(Input Opens)

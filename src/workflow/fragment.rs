//! OSCAL party fragments merged into the compliance document downstream.
use crate::config::SubjectDescriptor;
use anyhow::{Context, Result};
use std::fmt::Write as _;
use std::fs;
use std::io::Write as _;
use std::path::{Path, PathBuf};

const OSCAL_NS: &str = "http://csrc.nist.gov/ns/oscal/1.0";
/// Namespace for props OSCAL does not define on a party.
const PROVISIONING_NS: &str = "https://github.com/marketplace/actions/upload-s3";

fn escape(text: &str) -> String {
    let mut out = String::with_capacity(text.len());
    for ch in text.chars() {
        match ch {
            '&' => out.push_str("&amp;"),
            '<' => out.push_str("&lt;"),
            '>' => out.push_str("&gt;"),
            '"' => out.push_str("&quot;"),
            '\'' => out.push_str("&apos;"),
            other => out.push(other),
        }
    }
    out
}

/// `<insert>` carrying the subject's party and responsible-party records.
pub fn party_insert(subject: &SubjectDescriptor, uuid: &str) -> String {
    let role = subject.role;
    let uuid = escape(uuid);
    let mut xml = String::new();
    let _ = writeln!(xml, r#"<insert xmlns="{OSCAL_NS}" target="metadata">"#);
    let _ = writeln!(xml, r#"  <party uuid="{uuid}" type="person">"#);
    let _ = writeln!(xml, "    <name>{}</name>", escape(&subject.name));
    let _ = writeln!(xml, "    <short-name>{}</short-name>", escape(&subject.short_name()));
    let _ = writeln!(
        xml,
        r#"    <prop name="job-title" value="{}"/>"#,
        escape(role.display_name())
    );
    let _ = writeln!(
        xml,
        r#"    <prop name="privilege-level" value="{}" ns="{PROVISIONING_NS}"/>"#,
        role.privilege().as_str()
    );
    if let Some(email) = &subject.email {
        let _ = writeln!(xml, "    <email-address>{}</email-address>", escape(email));
    }
    if let Some(location) = &subject.location_uuid {
        let _ = writeln!(xml, "    <location-uuid>{}</location-uuid>", escape(location));
    }
    if let Some(org) = &subject.member_of_organization {
        let _ = writeln!(
            xml,
            "    <member-of-organization>{}</member-of-organization>",
            escape(org)
        );
    }
    let _ = writeln!(xml, "  </party>");
    let _ = writeln!(
        xml,
        r#"  <responsible-party role-id="{}">"#,
        role.schema_id()
    );
    let _ = writeln!(xml, "    <party-uuid>{uuid}</party-uuid>");
    let _ = writeln!(xml, "  </responsible-party>");
    let _ = writeln!(xml, "</insert>");
    xml
}

/// `<remove>` dropping the subject's party and responsible-party records.
pub fn party_remove(subject: &SubjectDescriptor, uuid: &str) -> String {
    let mut xml = String::new();
    let _ = writeln!(xml, r#"<remove xmlns="{OSCAL_NS}" target="metadata">"#);
    let _ = writeln!(xml, r#"  <party uuid="{}"/>"#, escape(uuid));
    let _ = writeln!(
        xml,
        r#"  <responsible-party role-id="{}" party-uuid="{}"/>"#,
        subject.role.schema_id(),
        escape(uuid)
    );
    let _ = writeln!(xml, "</remove>");
    xml
}

/// Write `text` to `root/rel_path` through a temp file in the same
/// directory, so readers never see a partial fragment.
pub fn write_fragment(root: &Path, rel_path: &str, text: &str) -> Result<PathBuf> {
    let path = root.join(rel_path);
    let parent = path
        .parent()
        .with_context(|| format!("fragment path {} has no parent", path.display()))?;
    fs::create_dir_all(parent).with_context(|| format!("create {}", parent.display()))?;
    let mut staged = tempfile::NamedTempFile::new_in(parent)
        .with_context(|| format!("stage fragment in {}", parent.display()))?;
    staged
        .write_all(text.as_bytes())
        .with_context(|| format!("write staged fragment for {}", path.display()))?;
    staged
        .persist(&path)
        .with_context(|| format!("publish {}", path.display()))?;
    Ok(path)
}
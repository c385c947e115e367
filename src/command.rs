//! Command layer: symbolic operation ids, the registry that turns them into
//! concrete argv lists, the synchronous runner and the batch sequencer.
mod batch;
pub mod extract;
#[cfg(test)]
pub(crate) mod fake;
mod registry;
mod runner;
mod spec;

pub use batch::{BatchResult, BatchStep, Sequencer, StepRecord};
pub use registry::{fragment_relative_path, CommandRegistry, WorkflowContext};
#[cfg(test)]
pub use runner::ProcessOutput;
pub use runner::{CommandResult, CommandRunner, ProcessLauncher};
pub use spec::{CommandId, CommandSpec};
//! Descriptor loading: environment, request and subject.
//!
//! All three descriptors are parsed into typed values up front. Anything the
//! workflow needs but the files do not supply surfaces as a `ConfigError`
//! naming the missing piece, before any remote call is attempted.
use std::path::PathBuf;

mod env;
mod kv;
mod request;
mod subject;

pub use env::{AmbSection, AwsSection, BatSection, EnvConfig, GitSection, SsmSection};
pub use kv::KeyValues;
pub use request::RequestConfig;
pub use subject::{SubjectAction, SubjectDescriptor};

#[derive(Debug, thiserror::Error)]
pub enum ConfigError {
    #[error("descriptor {0} does not exist or is not a file")]
    MissingFile(PathBuf),

    #[error("read descriptor {path}")]
    Read {
        path: PathBuf,
        #[source]
        source: std::io::Error,
    },

    #[error("parse descriptor {path}")]
    Parse {
        path: PathBuf,
        #[source]
        source: serde_yaml::Error,
    },

    #[error("environment descriptor missing required value {0}")]
    MissingField(&'static str),

    #[error("request descriptor {origin} missing {}", .missing.join(", "))]
    InvalidRequest {
        origin: String,
        missing: Vec<&'static str>,
    },

    #[error("subject descriptor {origin} missing {}", .missing.join(", "))]
    InvalidSubject {
        origin: String,
        missing: Vec<&'static str>,
    },

    #[error("unknown role {0:?}")]
    UnknownRole(String),

    #[error("unknown subject command {0:?} (expected create-user or delete-user)")]
    UnknownAction(String),
}

impl ConfigError {
    /// Missing field names for descriptor validation failures.
    pub fn missing_fields(&self) -> &[&'static str] {
        match self {
            ConfigError::InvalidRequest { missing, .. }
            | ConfigError::InvalidSubject { missing, .. } => missing,
            _ => &[],
        }
    }
}

fn read_descriptor(path: &std::path::Path) -> Result<String, ConfigError> {
    if !path.is_file() {
        return Err(ConfigError::MissingFile(path.to_path_buf()));
    }
    std::fs::read_to_string(path).map_err(|source| ConfigError::Read {
        path: path.to_path_buf(),
        source,
    })
}
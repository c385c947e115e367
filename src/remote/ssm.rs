//! Remote channel backed by the AWS CLI's Systems Manager commands.
use super::dispatch::{
    ChannelError, JobHandle, JobRequest, PollError, PollReport, PollStatus, RemoteChannel,
};
use crate::command::{CommandId, CommandRunner, CommandSpec, ProcessLauncher};
use crate::sentinels::SSM_INVOCATION_NOT_VISIBLE;
use serde::Deserialize;
use serde_json::json;

#[derive(Debug, Deserialize)]
struct SendCommandResponse {
    #[serde(rename = "Command")]
    command: SentCommand,
}

#[derive(Debug, Deserialize)]
struct SentCommand {
    #[serde(rename = "CommandId")]
    command_id: String,
}

#[derive(Debug, Deserialize)]
struct InvocationResponse {
    #[serde(rename = "Status", default)]
    status: String,
    #[serde(rename = "StandardOutputContent", default)]
    stdout: String,
    #[serde(rename = "StandardErrorContent", default)]
    stderr: String,
    #[serde(rename = "ResponseCode", default)]
    response_code: i64,
}

fn poll_status(raw: &str) -> PollStatus {
    match raw {
        "Pending" | "InProgress" | "Delayed" | "Cancelling" => PollStatus::InProgress,
        "Success" => PollStatus::Success,
        _ => PollStatus::Failed,
    }
}

#[derive(Debug, Clone)]
pub struct AwsSsmChannel<L> {
    runner: CommandRunner<L>,
}

impl<L: ProcessLauncher> AwsSsmChannel<L> {
    pub fn new(runner: CommandRunner<L>) -> Self {
        Self { runner }
    }

    fn send_command_spec(request: &JobRequest) -> CommandSpec {
        let parameters = json!({
            "commands": [request.command],
            "workingDirectory": [request.working_dir],
            "executionTimeout": [request.timeout_seconds.to_string()],
        });
        CommandSpec::new(CommandId::SsmSendCommand, "aws")
            .args(["ssm", "send-command"])
            .flag("--instance-ids", request.target.as_str())
            .flag("--document-name", request.document.as_str())
            .flag("--timeout-seconds", request.timeout_seconds.to_string())
            .flag("--parameters", parameters.to_string())
            .flag("--output", "json")
    }

    fn invocation_spec(handle: &JobHandle, target: &str) -> CommandSpec {
        CommandSpec::new(CommandId::SsmGetInvocation, "aws")
            .args(["ssm", "get-command-invocation"])
            .flag("--command-id", handle.0.as_str())
            .flag("--instance-id", target)
            .flag("--output", "json")
    }
}

impl<L: ProcessLauncher> RemoteChannel for AwsSsmChannel<L> {
    fn submit(&self, request: &JobRequest) -> Result<JobHandle, ChannelError> {
        let result = self.runner.run_quiet(&Self::send_command_spec(request));
        if result.code != 0 {
            return Err(ChannelError::Submit(format!(
                "exit {}: {}",
                result.code,
                result.error.trim()
            )));
        }
        let response: SendCommandResponse = serde_json::from_str(&result.output)
            .map_err(|err| ChannelError::Malformed(format!("send-command: {err}")))?;
        Ok(JobHandle(response.command.command_id))
    }

    fn poll(&self, handle: &JobHandle, target: &str) -> Result<PollReport, PollError> {
        let result = self.runner.run_quiet(&Self::invocation_spec(handle, target));
        if result.code != 0 {
            if SSM_INVOCATION_NOT_VISIBLE.matches(result.code, &result.error) {
                return Err(PollError::NotYetVisible);
            }
            return Err(PollError::Other(result.error.trim().to_string()));
        }
        let response: InvocationResponse = serde_json::from_str(&result.output)
            .map_err(|err| PollError::Other(format!("get-command-invocation: {err}")))?;
        let status = poll_status(&response.status);
        let exit_info = if response.stderr.trim().is_empty() {
            format!("{} (code {})", response.status, response.response_code)
        } else {
            format!(
                "{} (code {}): {}",
                response.status,
                response.response_code,
                response.stderr.trim()
            )
        };
        Ok(PollReport {
            status,
            stdout: response.stdout,
            exit_info,
        })
    }
}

(Input Closes)

* _Your instructions_:
Show every line of the records above that contains the word "RemoteChannel".

* _Exercise answer_:
    ChannelError, JobHandle, JobRequest, PollError, PollReport, PollStatus, RemoteChannel,
impl<L: ProcessLauncher> RemoteChannel for AwsSsmChannel<L> {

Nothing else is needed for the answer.